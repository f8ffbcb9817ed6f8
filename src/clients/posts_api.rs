use async_trait::async_trait;
use reqwest::{Client, RequestBuilder, Response};
use serde::Serialize;

use crate::error::AppError;
use crate::models::{CreatedPost, NewPost};

/// Post creation and vote seeding, owned by the feedback backend.
#[async_trait]
pub trait PostsApi: Send + Sync {
    async fn create_post(&self, post: &NewPost) -> Result<CreatedPost, AppError>;
    async fn seed_votes(&self, post_id: &str, count: u32) -> Result<(), AppError>;
}

#[derive(Debug, Serialize)]
#[serde(rename_all = "camelCase")]
struct SeedVotesRequest<'a> {
    post_id: &'a str,
    count: u32,
}

#[derive(Clone)]
pub struct HttpPostsApi {
    client: Client,
    base_url: String,
    api_key: Option<String>,
}

impl HttpPostsApi {
    pub fn new(base_url: &str, api_key: Option<String>) -> Self {
        Self {
            client: Client::new(),
            base_url: base_url.trim_end_matches('/').to_string(),
            api_key,
        }
    }

    fn authorize(&self, request: RequestBuilder) -> RequestBuilder {
        match &self.api_key {
            Some(key) => request.bearer_auth(key),
            None => request,
        }
    }

    async fn ensure_success(response: Response, action: &str) -> Result<Response, AppError> {
        let status = response.status();
        if status.is_success() {
            return Ok(response);
        }

        let body = response.text().await.unwrap_or_default();
        Err(AppError::PostsApi(format!("{} failed with {}: {}", action, status, body)))
    }
}

#[async_trait]
impl PostsApi for HttpPostsApi {
    async fn create_post(&self, post: &NewPost) -> Result<CreatedPost, AppError> {
        let url = format!("{}/posts", self.base_url);
        tracing::debug!("Creating post '{}' on board {}", post.title, post.board_id);

        let response = self
            .authorize(self.client.post(&url).json(post))
            .send()
            .await
            .map_err(|e| AppError::PostsApi(format!("Failed to reach {}: {}", url, e)))?;

        Self::ensure_success(response, "Create post")
            .await?
            .json::<CreatedPost>()
            .await
            .map_err(|e| AppError::PostsApi(format!("Invalid create post response: {}", e)))
    }

    async fn seed_votes(&self, post_id: &str, count: u32) -> Result<(), AppError> {
        let url = format!("{}/posts/{}/votes", self.base_url, post_id);
        tracing::debug!("Seeding {} votes on post {}", count, post_id);

        let response = self
            .authorize(self.client.post(&url).json(&SeedVotesRequest { post_id, count }))
            .send()
            .await
            .map_err(|e| AppError::PostsApi(format!("Failed to reach {}: {}", url, e)))?;

        Self::ensure_success(response, "Seed votes").await?;
        Ok(())
    }
}
use std::collections::HashSet;

use async_trait::async_trait;
use parking_lot::Mutex;

use crate::clients::PostsApi;
use crate::error::AppError;
use crate::models::{CreatedPost, NewPost};

/// Records every call; titles listed in `reject_titles` fail creation and
/// `fail_votes` makes every vote seed fail.
#[derive(Default)]
pub struct InMemoryPostsApi {
    pub reject_titles: HashSet<String>,
    pub fail_votes: bool,
    pub created: Mutex<Vec<NewPost>>,
    pub seeded: Mutex<Vec<(String, u32)>>,
}

impl InMemoryPostsApi {
    pub fn rejecting(titles: &[&str]) -> Self {
        Self {
            reject_titles: titles.iter().map(|t| t.to_string()).collect(),
            ..Default::default()
        }
    }
}

#[async_trait]
impl PostsApi for InMemoryPostsApi {
    async fn create_post(&self, post: &NewPost) -> Result<CreatedPost, AppError> {
        if self.reject_titles.contains(&post.title) {
            return Err(AppError::PostsApi(format!("duplicate post '{}'", post.title)));
        }

        let mut created = self.created.lock();
        created.push(post.clone());
        Ok(CreatedPost {
            id: format!("post-{}", created.len()),
            title: post.title.clone(),
        })
    }

    async fn seed_votes(&self, post_id: &str, count: u32) -> Result<(), AppError> {
        self.seeded.lock().push((post_id.to_string(), count));
        if self.fail_votes {
            return Err(AppError::PostsApi("votes table locked".to_string()));
        }
        Ok(())
    }
}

» Work order: Quote the data above in full, changing nothing.

» Solution to the exercise:
repository f8ffbcb9817ed6f8
filename src/clients/posts_api.rs
use async_trait::async_trait;
use reqwest::{Client, RequestBuilder, Response};
use serde::Serialize;

use crate::error::AppError;
use crate::models::{CreatedPost, NewPost};

/// Post creation and vote seeding, owned by the feedback backend.
#[async_trait]
pub trait PostsApi: Send + Sync {
    async fn create_post(&self, post: &NewPost) -> Result<CreatedPost, AppError>;
    async fn seed_votes(&self, post_id: &str, count: u32) -> Result<(), AppError>;
}

#[derive(Debug, Serialize)]
#[serde(rename_all = "camelCase")]
struct SeedVotesRequest<'a> {
    post_id: &'a str,
    count: u32,
}

#[derive(Clone)]
pub struct HttpPostsApi {
    client: Client,
    base_url: String,
    api_key: Option<String>,
}

impl HttpPostsApi {
    pub fn new(base_url: &str, api_key: Option<String>) -> Self {
        Self {
            client: Client::new(),
            base_url: base_url.trim_end_matches('/').to_string(),
            api_key,
        }
    }

    fn authorize(&self, request: RequestBuilder) -> RequestBuilder {
        match &self.api_key {
            Some(key) => request.bearer_auth(key),
            None => request,
        }
    }

    async fn ensure_success(response: Response, action: &str) -> Result<Response, AppError> {
        let status = response.status();
        if status.is_success() {
            return Ok(response);
        }

        let body = response.text().await.unwrap_or_default();
        Err(AppError::PostsApi(format!("{} failed with {}: {}", action, status, body)))
    }
}

#[async_trait]
impl PostsApi for HttpPostsApi {
    async fn create_post(&self, post: &NewPost) -> Result<CreatedPost, AppError> {
        let url = format!("{}/posts", self.base_url);
        tracing::debug!("Creating post '{}' on board {}", post.title, post.board_id);

        let response = self
            .authorize(self.client.post(&url).json(post))
            .send()
            .await
            .map_err(|e| AppError::PostsApi(format!("Failed to reach {}: {}", url, e)))?;

        Self::ensure_success(response, "Create post")
            .await?
            .json::<CreatedPost>()
            .await
            .map_err(|e| AppError::PostsApi(format!("Invalid create post response: {}", e)))
    }

    async fn seed_votes(&self, post_id: &str, count: u32) -> Result<(), AppError> {
        let url = format!("{}/posts/{}/votes", self.base_url, post_id);
        tracing::debug!("Seeding {} votes on post {}", count, post_id);

        let response = self
            .authorize(self.client.post(&url).json(&SeedVotesRequest { post_id, count }))
            .send()
            .await
            .map_err(|e| AppError::PostsApi(format!("Failed to reach {}: {}", url, e)))?;

        Self::ensure_success(response, "Seed votes").await?;
        Ok(())
    }
}
use std::collections::HashSet;

use async_trait::async_trait;
use parking_lot::Mutex;

use crate::clients::PostsApi;
use crate::error::AppError;
use crate::models::{CreatedPost, NewPost};

/// Records every call; titles listed in `reject_titles` fail creation and
/// `fail_votes` makes every vote seed fail.
#[derive(Default)]
pub struct InMemoryPostsApi {
    pub reject_titles: HashSet<String>,
    pub fail_votes: bool,
    pub created: Mutex<Vec<NewPost>>,
    pub seeded: Mutex<Vec<(String, u32)>>,
}

impl InMemoryPostsApi {
    pub fn rejecting(titles: &[&str]) -> Self {
        Self {
            reject_titles: titles.iter().map(|t| t.to_string()).collect(),
            ..Default::default()
        }
    }
}

#[async_trait]
impl PostsApi for InMemoryPostsApi {
    async fn create_post(&self, post: &NewPost) -> Result<CreatedPost, AppError> {
        if self.reject_titles.contains(&post.title) {
            return Err(AppError::PostsApi(format!("duplicate post '{}'", post.title)));
        }

        let mut created = self.created.lock();
        created.push(post.clone());
        Ok(CreatedPost {
            id: format!("post-{}", created.len()),
            title: post.title.clone(),
        })
    }

    async fn seed_votes(&self, post_id: &str, count: u32) -> Result<(), AppError> {
        self.seeded.lock().push((post_id.to_string(), count));
        if self.fail_votes {
            return Err(AppError::PostsApi("votes table locked".to_string()));
        }
        Ok(())
    }
}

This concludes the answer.